Having been passed Severne’s brand new 2018 Dyno 105 freestyle wave board we weren’t quite sure what to expect. The main thing riders will notice is just how far back the thruster fin boxes are, and how the overall shape is similar to the brand’s Nano design.

With a gunny/stubby appearance (think new school shaping) Severn’s Dyno 105 is sensitive to tuning. Where you put the mast track versus what size sail you’re on and what type of windsurfing you have in mind makes all the difference. For instance: with a centrally positioned UJ there’s loads of vroom from the off whereas nudging it back reveals superior manoeuvrability – small changes yielding differing results in terms of performance.

Something else of note are the hull’s contours which have been shaped to help eat up chop and make the ride as smooth as possible. Combined with its parallel rail concept we concur this to be the case having used the Dyno 105 across a variety of full power scenarios and confused water states.

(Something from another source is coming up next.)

//! Range model and its reconciliation cascade.

pub mod model;
pub mod reconcile;

pub use model::{RangeModel, RangeSnapshot};
pub use reconcile::{reconcile, Changes, Edit, Field, RangeState};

Another point of interest is the board’s construction. Having had a slight mishap, where the board slipped from our grip whilst carrying, we can 100% confirm it’s tough as old boots. (Similar tests aren’t recommended!).

Back to on water performance and coastal blasting is fulfilling. With ‘quick settings’ employed riders are poised for some boosted jumps, even off small chop. Hit a full on ramp and you can sky it with the best of them. Coping well with decent power best jumping results are when fully lit. Have no fear in terms of control as the Dyno laps up blowy weather and remains composed at all times. In fact, we found the breezier it gets the better.

Dial everything back to carving performance and even hardened wave heads may be surprised how well the Dyno turns. Its new school attributes, with pivotal re-directs, make small-medium sized fast waves applicable. With a bit of chunk in the mix riders can go rail to rail but the slashier/slidier style of riding is where it’s at. A nice trait of the Dyno is the non-slip that’s been added to the deck pads. Through aggressive turns feet won’t slip ensuring constant feedback with each move – another tick in the box.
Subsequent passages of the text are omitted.